Когда Парамон и Сазон вошли в избу, то баба Парамона уже зажгла висевшую над столом лампу. Лампа осветила всю избу, довольно просторную, но уже порядочно постоявшую и закоптевшую, и ихнюю постель в углу, и саму бабу, щурившуюся от света с заспанным морщинистым лицом, с сбитым платком на голове, из-под которого торчали всклокоченные волосы. С полатей виднелись две белокурые головки внучат Парамона. У Парамона был сын, который жил в Москве в дворниках, к нему, покончивши работы, уехала гостить и жена его, оставив дома старых да малых. Парамон был уже пожилой мужик, коренастый и жилистый, одетый в синюю рубаху и домотканные портки. Сазон казался немного помоложе его. Он был белокурый, высокий, с какими-то бесцветными глазами и синими губами. Одет он был в полушубок, крепко подпоясан кушаком; к кушаку был привязан небольшой узелок с хлебом. Войдя в избу и помолившись, Сазон проговорил:

– - Что это вы разоспались и заботушки у вас нет, -- сколько время-то?

Он взглянул на тикавшие на стене маленькие часы об одной гире. Стрелки показывали начало третьего.

– - Вон уж сколько! -- воскликнул Сазон. -- Пока справляешься-то, четвертый пойдет, а до города-то 25 верст.

– - Все к свету-то доедем, -- сказал Парамон и начал умываться.

– - Пожалуй, и нет, -- проговорил Сазон, усаживаясь на приступку. -- С вечера-то снежок был, так дорога-то, чай, не ахти какая: потянешь нога за ногу.

– - Ветра-то нет?

– - В деревне-то словно не чуешь, разве в поле что.

Парамон начал молиться, а баба меж тем доставала ему портянки и новые валенки. Подавши это ему, она отрезала хлеба и хотела принести огурцов (дело было в филипповки), но Парамон от огурцов отказался, сказав, что ежели что, то можно будет в городе взять и селедочку, а велел зажигать фонарь. Обувшись и облачившись в полушубок, Парамон взял фонарь и вышел запрягать лошадь. Сазон последовал за ним. Вдвоем они живо запрягли лошадь в сани, положили сена, торбочку с овсом, покрыли все дерюжкой, и Сазон остался на улице покараулить лошадь, а Парамон отправился опять в избу одеваться в халат и взять денег.

– - Бери больше денег-то, -- проговорила его жена, -- а то ну как сразу посодют, ведь пить-есть нужно будет.

– - У, дура! -- обругал бабу бывший не в духе Парамон. -- Так-таки сразу и посодют: было бы за что! А ты гляди, как бы не посадили кого другого.

– - Дай-то Бог! -- вздохнув, проговорила баба и потом добавила: -- А если в случае оставят-то тебя, накажи ты хорошенько Сазону, чтобы он лошадь-то не потерял.

Парамона взяло зло.

– - Вот подлинно, что баба дура, дура и есть. Хоть кол ей на голове затеши, а она все свое!

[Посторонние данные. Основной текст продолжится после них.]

//! Benchmark samples, submission observations, and aggregate statistics.

use chrono::{NaiveDate, Utc};
use serde::Serialize;

use crate::catalog::ComponentKind;
use crate::scoring::Bottleneck;
use crate::types::{CatalogId, DbId, Timestamp};
use crate::workload::{QualityPreset, Resolution};

/// Provenance tag for samples created from user submissions.
pub const SOURCE_COMMUNITY: &str = "community";

/// Submitter recorded when a submission names none.
pub const ANONYMOUS_SUBMITTER: &str = "anonymous";

/// Confidence assigned to submissions, which carry no rating of their own.
pub const DEFAULT_CONFIDENCE_RATING: i16 = 4;

/// The exact configuration a canonical benchmark is unique on.
#[derive(Debug, Clone, PartialEq, Eq, Hash, Serialize)]
#[serde(rename_all = "camelCase")]
pub struct BenchmarkKey {
    pub gpu_id: CatalogId,
    pub cpu_id: CatalogId,
    pub game_id: CatalogId,
    pub resolution: Resolution,
    #[serde(rename = "settings")]
    pub preset: QualityPreset,
}

impl BenchmarkKey {
    /// Whether the given catalog entity takes part in this configuration.
    ///
    /// RAM is not part of the key; see [`BenchmarkSample::involves`].
    pub fn involves(&self, kind: ComponentKind, id: &str) -> bool {
        match kind {
            ComponentKind::Gpu => self.gpu_id == id,
            ComponentKind::Cpu => self.cpu_id == id,
            ComponentKind::Game => self.game_id == id,
            ComponentKind::Ram => false,
        }
    }
}

/// A canonical empirical measurement.
///
/// RAM, driver, OS, test date and recorded bottleneck are passive metadata.
#[derive(Debug, Clone, PartialEq, Serialize)]
#[serde(rename_all = "camelCase")]
pub struct BenchmarkSample {
    pub id: DbId,
    #[serde(flatten)]
    pub key: BenchmarkKey,
    pub avg_fps: f64,
    pub min_fps: Option<f64>,
    pub max_fps: Option<f64>,
    pub ram_id: Option<CatalogId>,
    pub source: String,
    pub bottleneck: Option<Bottleneck>,
    pub driver_version: Option<String>,
    pub os_version: Option<String>,
    pub test_date: Option<NaiveDate>,
    pub created_at: Timestamp,
}

impl BenchmarkSample {
    /// Whether the given catalog entity takes part in this sample, RAM included.
    pub fn involves(&self, kind: ComponentKind, id: &str) -> bool {
        match kind {
            ComponentKind::Ram => self.ram_id.as_deref() == Some(id),
            _ => self.key.involves(kind, id),
        }
    }
}

/// Input for creating a canonical benchmark.
#[derive(Debug, Clone, PartialEq)]
pub struct NewBenchmark {
    pub key: BenchmarkKey,
    pub avg_fps: f64,
    pub min_fps: Option<f64>,
    pub max_fps: Option<f64>,
    pub ram_id: Option<CatalogId>,
    pub source: String,
    pub bottleneck: Option<Bottleneck>,
    pub driver_version: Option<String>,
    pub os_version: Option<String>,
    pub test_date: Option<NaiveDate>,
}

impl NewBenchmark {
    /// A sample with only the measured figures and a provenance tag.
    pub fn measured(key: BenchmarkKey, avg_fps: f64, min_fps: f64, max_fps: f64, source: &str) -> Self {
        Self {
            key,
            avg_fps,
            min_fps: Some(min_fps),
            max_fps: Some(max_fps),
            ram_id: None,
            source: source.to_string(),
            bottleneck: None,
            driver_version: None,
            os_version: None,
            test_date: None,
        }
    }

    /// The stored form of this input under an assigned id, created now.
    pub fn into_sample(self, id: DbId) -> BenchmarkSample {
        BenchmarkSample {
            id,
            key: self.key,
            avg_fps: self.avg_fps,
            min_fps: self.min_fps,
            max_fps: self.max_fps,
            ram_id: self.ram_id,
            source: self.source,
            bottleneck: self.bottleneck,
            driver_version: self.driver_version,
            os_version: self.os_version,
            test_date: self.test_date,
            created_at: Utc::now(),
        }
    }
}

/// Outcome of attempting to create a canonical benchmark.
#[derive(Debug, Clone, PartialEq)]
pub enum CreateBenchmark {
    Created(BenchmarkSample),
    /// Another writer already holds the key; the caller re-reads and appends.
    AlreadyExists,
}

/// A user submission linked to a canonical benchmark.
#[derive(Debug, Clone, PartialEq, Serialize)]
#[serde(rename_all = "camelCase")]
pub struct Observation {
    pub id: DbId,
    pub benchmark_id: DbId,
    pub submitter_id: String,
    pub avg_fps: f64,
    pub min_fps: Option<f64>,
    pub max_fps: Option<f64>,
    pub notes: Option<String>,
    pub confidence_rating: i16,
    pub hardware_match: bool,
    pub created_at: Timestamp,
}

/// Input for attaching an observation.
#[derive(Debug, Clone, PartialEq)]
pub struct NewObservation {
    pub benchmark_id: DbId,
    pub submitter_id: String,
    pub avg_fps: f64,
    pub min_fps: Option<f64>,
    pub max_fps: Option<f64>,
    pub notes: Option<String>,
    pub confidence_rating: i16,
    pub hardware_match: bool,
}

/// Canonical samples grouped by (GPU, CPU) pair.
#[derive(Debug, Clone, PartialEq, Serialize)]
#[serde(rename_all = "camelCase")]
pub struct PerformanceStat {
    pub gpu_id: CatalogId,
    pub cpu_id: CatalogId,
    pub benchmark_count: i64,
    /// Mean of `avgFps` across the group.
    #[serde(rename = "avgFPS")]
    pub avg_fps: f64,
    /// Lowest `avgFps` in the group.
    #[serde(rename = "minFPS")]
    pub min_fps: f64,
    /// Highest `avgFps` in the group.
    #[serde(rename = "maxFPS")]
    pub max_fps: f64,
}
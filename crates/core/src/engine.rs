//! The engine façade: owns the injected catalog and store and exposes the
//! estimate, submit and read operations.
//!
//! Estimation lives in [`crate::estimation`], submission handling in
//! [`crate::submission`]; this module holds construction, reference
//! resolution and the catalog/statistics passthroughs.

use crate::benchmark::{BenchmarkKey, PerformanceStat};
use crate::catalog::{
    CatalogEntry, CatalogListing, ComponentDetails, ComponentKind, ComponentRef, GameProfile,
    HardwareKind,
};
use crate::error::{CoreError, UnresolvedRef};
use crate::store::{BenchmarkStore, ComponentCatalog};
use crate::workload::{QualityPreset, Resolution};

/// Number of recent samples included in a component detail view.
pub const RECENT_BENCHMARK_LIMIT: i64 = 5;

/// FPS estimation engine over an injected catalog and benchmark store.
///
/// Holds no state of its own; every call re-reads the store.
#[derive(Debug, Clone)]
pub struct FpsEngine<C, S> {
    catalog: C,
    store: S,
}

/// The five configuration references exactly as a caller supplied them.
#[derive(Debug, Clone, Copy)]
pub struct ConfigurationRefs<'a> {
    pub gpu_id: &'a str,
    pub cpu_id: &'a str,
    pub game_id: &'a str,
    pub resolution: &'a str,
    pub settings: &'a str,
}

/// A configuration whose every reference resolved against the catalog.
#[derive(Debug, Clone)]
pub struct ResolvedConfiguration {
    pub gpu: ComponentRef,
    pub cpu: ComponentRef,
    pub game: GameProfile,
    pub resolution: Resolution,
    pub preset: QualityPreset,
}

impl ResolvedConfiguration {
    pub fn key(&self) -> BenchmarkKey {
        BenchmarkKey {
            gpu_id: self.gpu.id.clone(),
            cpu_id: self.cpu.id.clone(),
            game_id: self.game.id.clone(),
            resolution: self.resolution,
            preset: self.preset,
        }
    }
}

impl<C, S> FpsEngine<C, S>
where
    C: ComponentCatalog,
    S: BenchmarkStore,
{
    pub fn new(catalog: C, store: S) -> Self {
        Self { catalog, store }
    }

    pub fn catalog(&self) -> &C {
        &self.catalog
    }

    pub fn store(&self) -> &S {
        &self.store
    }

    /// Resolve all five references, reporting every one that fails.
    pub async fn resolve(
        &self,
        refs: ConfigurationRefs<'_>,
    ) -> Result<ResolvedConfiguration, CoreError> {
        let (gpu, cpu, game) = tokio::join!(
            self.catalog.find_hardware(HardwareKind::Gpu, refs.gpu_id),
            self.catalog.find_hardware(HardwareKind::Cpu, refs.cpu_id),
            self.catalog.find_game(refs.game_id),
        );
        let (gpu, cpu, game) = (gpu?, cpu?, game?);
        let resolution = Resolution::parse(refs.resolution);
        let preset = QualityPreset::parse(refs.settings);

        let mut unresolved = Vec::new();
        if gpu.is_none() {
            unresolved.push(UnresolvedRef::new("gpuId", refs.gpu_id));
        }
        if cpu.is_none() {
            unresolved.push(UnresolvedRef::new("cpuId", refs.cpu_id));
        }
        if game.is_none() {
            unresolved.push(UnresolvedRef::new("gameId", refs.game_id));
        }
        if resolution.is_none() {
            unresolved.push(UnresolvedRef::new("resolution", refs.resolution));
        }
        if preset.is_none() {
            unresolved.push(UnresolvedRef::new("settings", refs.settings));
        }

        match (gpu, cpu, game, resolution, preset) {
            (Some(gpu), Some(cpu), Some(game), Some(resolution), Some(preset)) => {
                Ok(ResolvedConfiguration {
                    gpu,
                    cpu,
                    game,
                    resolution,
                    preset,
                })
            }
            _ => Err(CoreError::InvalidConfiguration { unresolved }),
        }
    }

    /// Catalog contents shaped for a selection form.
    pub async fn list_catalog(&self) -> Result<CatalogListing, CoreError> {
        let (gpus, cpus, games, rams) = tokio::join!(
            self.catalog.list_hardware(HardwareKind::Gpu),
            self.catalog.list_hardware(HardwareKind::Cpu),
            self.catalog.list_games(),
            self.catalog.list_ram(),
        );

        Ok(CatalogListing {
            gpus: gpus?,
            cpus: cpus?,
            games: games?,
            rams: rams?,
            resolutions: Resolution::ALL.into_iter().map(Resolution::option).collect(),
            presets: QualityPreset::ALL
                .into_iter()
                .map(QualityPreset::option)
                .collect(),
        })
    }

    /// A catalog record plus its most recent benchmark samples.
    pub async fn component_details(
        &self,
        kind: ComponentKind,
        id: &str,
    ) -> Result<ComponentDetails, CoreError> {
        let component = match kind {
            ComponentKind::Gpu => self
                .catalog
                .find_hardware(HardwareKind::Gpu, id)
                .await?
                .map(CatalogEntry::Hardware),
            ComponentKind::Cpu => self
                .catalog
                .find_hardware(HardwareKind::Cpu, id)
                .await?
                .map(CatalogEntry::Hardware),
            ComponentKind::Game => self.catalog.find_game(id).await?.map(CatalogEntry::Game),
            ComponentKind::Ram => self.catalog.find_ram(id).await?.map(CatalogEntry::Ram),
        };
        let component = component.ok_or_else(|| CoreError::NotFound {
            entity: kind.as_str(),
            id: id.to_string(),
        })?;

        let recent_benchmarks = self
            .store
            .recent_benchmarks(kind, id, RECENT_BENCHMARK_LIMIT)
            .await?;

        Ok(ComponentDetails {
            kind,
            component,
            recent_benchmarks,
        })
    }

    pub async fn performance_stats(&self) -> Result<Vec<PerformanceStat>, CoreError> {
        self.store.performance_stats().await
    }
}
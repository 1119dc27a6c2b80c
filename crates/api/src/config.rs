//! Server configuration, read once at startup.

use std::str::FromStr;

/// Where the engine reads its catalog and benchmarks from.
#[derive(Debug, Clone, PartialEq, Eq)]
pub enum StoreBackend {
    /// PostgreSQL at `DATABASE_URL`, migrated and seeded on startup.
    Postgres { database_url: String },
    /// The reference catalog held in process memory. Submissions are lost
    /// on restart.
    Memory,
}

impl StoreBackend {
    pub fn as_str(&self) -> &'static str {
        match self {
            Self::Postgres { .. } => "postgres",
            Self::Memory => "memory",
        }
    }
}

#[derive(Debug, thiserror::Error)]
pub enum ConfigError {
    #[error("{var} has invalid value '{value}'")]
    Invalid { var: &'static str, value: String },

    #[error("DATABASE_URL must be set when FPS_STORE is postgres")]
    MissingDatabaseUrl,
}

#[derive(Debug, Clone)]
pub struct ServerConfig {
    pub host: String,
    pub port: u16,
    /// Origins allowed to call the API from a browser.
    pub cors_origins: Vec<String>,
    pub request_timeout_secs: u64,
    pub store: StoreBackend,
    /// Upper bound on pooled database connections.
    pub db_max_connections: u32,
    /// Apply embedded migrations (schema and seed data) before serving.
    pub run_migrations: bool,
}

impl ServerConfig {
    /// Load configuration from the process environment.
    ///
    /// | Env Var                | Default                    |
    /// |------------------------|----------------------------|
    /// | `HOST`                 | `0.0.0.0`                  |
    /// | `PORT`                 | `3000`                     |
    /// | `CORS_ORIGINS`         | `http://localhost:5173`    |
    /// | `REQUEST_TIMEOUT_SECS` | `30`                       |
    /// | `FPS_STORE`            | `postgres` (or `memory`)   |
    /// | `DATABASE_URL`         | required for `postgres`    |
    /// | `DB_MAX_CONNECTIONS`   | `20`                       |
    /// | `RUN_MIGRATIONS`       | `true`                     |
    pub fn from_env() -> Result<Self, ConfigError> {
        Self::from_lookup(|var| std::env::var(var).ok())
    }

    /// Load configuration through an arbitrary variable lookup.
    pub fn from_lookup(lookup: impl Fn(&str) -> Option<String>) -> Result<Self, ConfigError> {
        let store = match lookup("FPS_STORE")
            .unwrap_or_else(|| "postgres".into())
            .trim()
            .to_ascii_lowercase()
            .as_str()
        {
            "postgres" => StoreBackend::Postgres {
                database_url: lookup("DATABASE_URL")
                    .filter(|url| !url.trim().is_empty())
                    .ok_or(ConfigError::MissingDatabaseUrl)?,
            },
            "memory" => StoreBackend::Memory,
            other => {
                return Err(ConfigError::Invalid {
                    var: "FPS_STORE",
                    value: other.to_string(),
                })
            }
        };

        Ok(Self {
            host: lookup("HOST").unwrap_or_else(|| "0.0.0.0".into()),
            port: parse_var(&lookup, "PORT", 3000)?,
            cors_origins: parse_origins(
                &lookup("CORS_ORIGINS").unwrap_or_else(|| "http://localhost:5173".into()),
            ),
            request_timeout_secs: parse_var(&lookup, "REQUEST_TIMEOUT_SECS", 30)?,
            store,
            db_max_connections: parse_var(&lookup, "DB_MAX_CONNECTIONS", 20)?,
            run_migrations: parse_var(&lookup, "RUN_MIGRATIONS", true)?,
        })
    }
}

fn parse_var<T: FromStr>(
    lookup: &impl Fn(&str) -> Option<String>,
    var: &'static str,
    default: T,
) -> Result<T, ConfigError> {
    match lookup(var) {
        None => Ok(default),
        Some(raw) => raw.trim().parse().map_err(|_| ConfigError::Invalid { var, value: raw }),
    }
}

fn parse_origins(raw: &str) -> Vec<String> {
    raw.split(',')
        .map(|s| s.trim().to_string())
        .filter(|s| !s.is_empty())
        .collect()
}
use axum::extract::State;
use axum::Json;
use framerate_core::benchmark::PerformanceStat;

use crate::error::AppResult;
use crate::response::DataResponse;
use crate::state::AppState;

/// GET /api/v1/stats
///
/// Canonical benchmarks grouped by (GPU, CPU) pair.
pub async fn get_stats(
    State(state): State<AppState>,
) -> AppResult<Json<DataResponse<Vec<PerformanceStat>>>> {
    let stats = state.engine.performance_stats().await?;
    Ok(Json(DataResponse { data: stats }))
}
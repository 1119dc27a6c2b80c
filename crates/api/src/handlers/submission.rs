//! Handler for crowd-sourced FPS submissions.

use axum::extract::State;
use axum::http::StatusCode;
use axum::response::IntoResponse;
use axum::Json;
use framerate_core::submission::FpsSubmission;

use crate::error::AppResult;
use crate::extract::JsonBody;
use crate::response::DataResponse;
use crate::state::AppState;

/// POST /api/v1/submissions
///
/// Returns 201 for every accepted submission; `createdBenchmark` tells the
/// caller whether it became the canonical sample.
pub async fn create_submission(
    State(state): State<AppState>,
    JsonBody(input): JsonBody<FpsSubmission>,
) -> AppResult<impl IntoResponse> {
    let record = state.engine.submit(&input).await?;
    Ok((StatusCode::CREATED, Json(DataResponse { data: record })))
}
//! Storage abstractions the engine depends on.
//!
//! The engine never touches a concrete storage technology. Implementations
//! report every backend failure as [`CoreError::StoreUnavailable`].

use std::sync::Arc;

use async_trait::async_trait;

use crate::benchmark::{
    BenchmarkKey, BenchmarkSample, CreateBenchmark, NewBenchmark, NewObservation, Observation,
    PerformanceStat,
};
use crate::catalog::{ComponentKind, ComponentRef, GameProfile, HardwareKind, RamKit};
use crate::error::CoreError;

/// Read-only access to the reference catalog.
#[async_trait]
pub trait ComponentCatalog: Send + Sync {
    async fn find_hardware(
        &self,
        kind: HardwareKind,
        id: &str,
    ) -> Result<Option<ComponentRef>, CoreError>;

    async fn find_game(&self, id: &str) -> Result<Option<GameProfile>, CoreError>;

    async fn find_ram(&self, id: &str) -> Result<Option<RamKit>, CoreError>;

    async fn list_hardware(&self, kind: HardwareKind) -> Result<Vec<ComponentRef>, CoreError>;

    async fn list_games(&self) -> Result<Vec<GameProfile>, CoreError>;

    async fn list_ram(&self) -> Result<Vec<RamKit>, CoreError>;
}

/// Empirical samples and the observations attached to them.
#[async_trait]
pub trait BenchmarkStore: Send + Sync {
    async fn find_benchmark(&self, key: &BenchmarkKey)
        -> Result<Option<BenchmarkSample>, CoreError>;

    /// Create the canonical sample for a key.
    ///
    /// Must return [`CreateBenchmark::AlreadyExists`] rather than an error
    /// when the key is already taken, including by a concurrent writer.
    async fn create_benchmark(&self, input: &NewBenchmark) -> Result<CreateBenchmark, CoreError>;

    async fn attach_observation(&self, input: &NewObservation) -> Result<Observation, CoreError>;

    /// Most recent samples involving a catalog entity, newest first.
    async fn recent_benchmarks(
        &self,
        kind: ComponentKind,
        id: &str,
        limit: i64,
    ) -> Result<Vec<BenchmarkSample>, CoreError>;

    async fn performance_stats(&self) -> Result<Vec<PerformanceStat>, CoreError>;
}

#[async_trait]
impl<T: ComponentCatalog + ?Sized> ComponentCatalog for Arc<T> {
    async fn find_hardware(
        &self,
        kind: HardwareKind,
        id: &str,
    ) -> Result<Option<ComponentRef>, CoreError> {
        (**self).find_hardware(kind, id).await
    }

    async fn find_game(&self, id: &str) -> Result<Option<GameProfile>, CoreError> {
        (**self).find_game(id).await
    }

    async fn find_ram(&self, id: &str) -> Result<Option<RamKit>, CoreError> {
        (**self).find_ram(id).await
    }

    async fn list_hardware(&self, kind: HardwareKind) -> Result<Vec<ComponentRef>, CoreError> {
        (**self).list_hardware(kind).await
    }

    async fn list_games(&self) -> Result<Vec<GameProfile>, CoreError> {
        (**self).list_games().await
    }

    async fn list_ram(&self) -> Result<Vec<RamKit>, CoreError> {
        (**self).list_ram().await
    }
}

#[async_trait]
impl<T: BenchmarkStore + ?Sized> BenchmarkStore for Arc<T> {
    async fn find_benchmark(
        &self,
        key: &BenchmarkKey,
    ) -> Result<Option<BenchmarkSample>, CoreError> {
        (**self).find_benchmark(key).await
    }

    async fn create_benchmark(&self, input: &NewBenchmark) -> Result<CreateBenchmark, CoreError> {
        (**self).create_benchmark(input).await
    }

    async fn attach_observation(&self, input: &NewObservation) -> Result<Observation, CoreError> {
        (**self).attach_observation(input).await
    }

    async fn recent_benchmarks(
        &self,
        kind: ComponentKind,
        id: &str,
        limit: i64,
    ) -> Result<Vec<BenchmarkSample>, CoreError> {
        (**self).recent_benchmarks(kind, id, limit).await
    }

    async fn performance_stats(&self) -> Result<Vec<PerformanceStat>, CoreError> {
        (**self).performance_stats().await
    }
}
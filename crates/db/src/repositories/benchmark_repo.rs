//! Repository for the `benchmarks` table.
//!
//! At most one row exists per configuration, enforced by the
//! `uq_benchmarks_configuration` constraint.

use framerate_core::benchmark::{BenchmarkKey, NewBenchmark};
use framerate_core::catalog::ComponentKind;
use sqlx::PgPool;

use crate::models::benchmark::{BenchmarkRow, PerformanceStatRow};

/// Column list for `benchmarks` SELECT queries (includes `id` and `created_at`).
const COLUMNS: &str = "\
    id, gpu_id, cpu_id, ram_id, game_id, resolution, settings, \
    avg_fps, min_fps, max_fps, source, bottleneck, \
    driver_version, os_version, test_date, created_at";

/// Column list for INSERT statements (excludes auto-generated `id` and `created_at`).
const INSERT_COLUMNS: &str = "\
    gpu_id, cpu_id, ram_id, game_id, resolution, settings, \
    avg_fps, min_fps, max_fps, source, bottleneck, \
    driver_version, os_version, test_date";

/// Provides query operations for canonical benchmarks.
pub struct BenchmarkRepo;

impl BenchmarkRepo {
    /// Exact-match lookup on all five configuration columns.
    pub async fn find_by_key(
        pool: &PgPool,
        key: &BenchmarkKey,
    ) -> Result<Option<BenchmarkRow>, sqlx::Error> {
        let query = format!(
            "SELECT {COLUMNS} FROM benchmarks \
             WHERE gpu_id = $1 AND cpu_id = $2 AND game_id = $3 \
               AND resolution = $4 AND settings = $5"
        );
        sqlx::query_as::<_, BenchmarkRow>(&query)
            .bind(&key.gpu_id)
            .bind(&key.cpu_id)
            .bind(&key.game_id)
            .bind(key.resolution.id())
            .bind(key.preset.id())
            .fetch_optional(pool)
            .await
    }

    /// Insert a benchmark unless its configuration already has one.
    ///
    /// Returns `None` when the unique constraint absorbed the insert, which
    /// covers a concurrent writer winning the race.
    pub async fn create_if_absent(
        pool: &PgPool,
        input: &NewBenchmark,
    ) -> Result<Option<BenchmarkRow>, sqlx::Error> {
        let query = format!(
            "INSERT INTO benchmarks ({INSERT_COLUMNS}) \
             VALUES ($1, $2, $3, $4, $5, $6, $7, $8, $9, $10, $11, $12, $13, $14) \
             ON CONFLICT ON CONSTRAINT uq_benchmarks_configuration DO NOTHING \
             RETURNING {COLUMNS}"
        );
        sqlx::query_as::<_, BenchmarkRow>(&query)
            .bind(&input.key.gpu_id)
            .bind(&input.key.cpu_id)
            .bind(&input.ram_id)
            .bind(&input.key.game_id)
            .bind(input.key.resolution.id())
            .bind(input.key.preset.id())
            .bind(input.avg_fps)
            .bind(input.min_fps)
            .bind(input.max_fps)
            .bind(&input.source)
            .bind(input.bottleneck.map(|b| b.as_str()))
            .bind(&input.driver_version)
            .bind(&input.os_version)
            .bind(input.test_date)
            .fetch_optional(pool)
            .await
    }

    /// Most recent benchmarks involving a catalog entity, newest first.
    ///
    /// RAM matches on the kit the sample was recorded with.
    pub async fn list_recent_for(
        pool: &PgPool,
        kind: ComponentKind,
        id: &str,
        limit: i64,
    ) -> Result<Vec<BenchmarkRow>, sqlx::Error> {
        let column = match kind {
            ComponentKind::Gpu => "gpu_id",
            ComponentKind::Cpu => "cpu_id",
            ComponentKind::Game => "game_id",
            ComponentKind::Ram => "ram_id",
        };
        let query = format!(
            "SELECT {COLUMNS} FROM benchmarks \
             WHERE {column} = $1 \
             ORDER BY created_at DESC, id DESC \
             LIMIT $2"
        );
        sqlx::query_as::<_, BenchmarkRow>(&query)
            .bind(id)
            .bind(limit)
            .fetch_all(pool)
            .await
    }

    /// Average FPS statistics per (GPU, CPU) pair.
    pub async fn performance_stats(pool: &PgPool) -> Result<Vec<PerformanceStatRow>, sqlx::Error> {
        let query = "\
            SELECT gpu_id, cpu_id, \
                COUNT(*) AS benchmark_count, \
                AVG(avg_fps) AS avg_fps, \
                MIN(avg_fps) AS min_fps, \
                MAX(avg_fps) AS max_fps \
            FROM benchmarks \
            GROUP BY gpu_id, cpu_id \
            ORDER BY gpu_id, cpu_id";
        sqlx::query_as::<_, PerformanceStatRow>(query)
            .fetch_all(pool)
            .await
    }
}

И он, сердито перекрестившись, как-то медленно надел шапку, натянул рукавицы и, взявши в руки узелок с хлебом, всем боком ткнулся в дверь и вышел из избы.

Сазон стоял около саней. Увидав подходившего Парамона, он проговорил:

– - Готово?

– - Готово, садись, -- сказал Парамон и, взявши вожжи в руки и подбирая халат, шагнул в сани и медленно плюхнулся на дерюжку. Когда они уселись, то Парамон проговорил, дергая вожжами лошадь: -- Ну, ты! Господи благослови!

Лошадь дернула, и сани заскрипели по свежему, только вчера подпавшему снегу. Выбравшись на дорогу, лошадь побежала трусцой. Так она пробежала всю деревню. Было темно. На небе не было видно ни луны ни звезд. Все оно было затянуто серыми облаками. В деревне все спали. Огней не было видно ни у кого. Было тихо. Только и слышался шелест полозьев да поскрипыванье в головяшках саней. Вдруг на каком-то дворе прокричал петух, вслед за этим запели другие петухи.